═════ Entries shown ═════

//! Call-by-name RPC: typed handlers registered under operation names and
//! dispatched from JSON invocation messages.

mod dispatcher;
mod handler;
mod message;

pub use dispatcher::{Dispatcher, Operations, Remote};
pub use handler::{Handler, IntoOutcome, Json, Outcome};
pub use message::{CallMessage, EventMessage, Invocation, ResultMessage};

═════

Give back, exactly and with nothing added, the lines from the line containing "JSON invocation messages." through the final line of the records above, both of them included.

▸ **Result below**:
//! dispatched from JSON invocation messages.

mod dispatcher;
mod handler;
mod message;

pub use dispatcher::{Dispatcher, Operations, Remote};
pub use handler::{Handler, IntoOutcome, Json, Outcome};
pub use message::{CallMessage, EventMessage, Invocation, ResultMessage};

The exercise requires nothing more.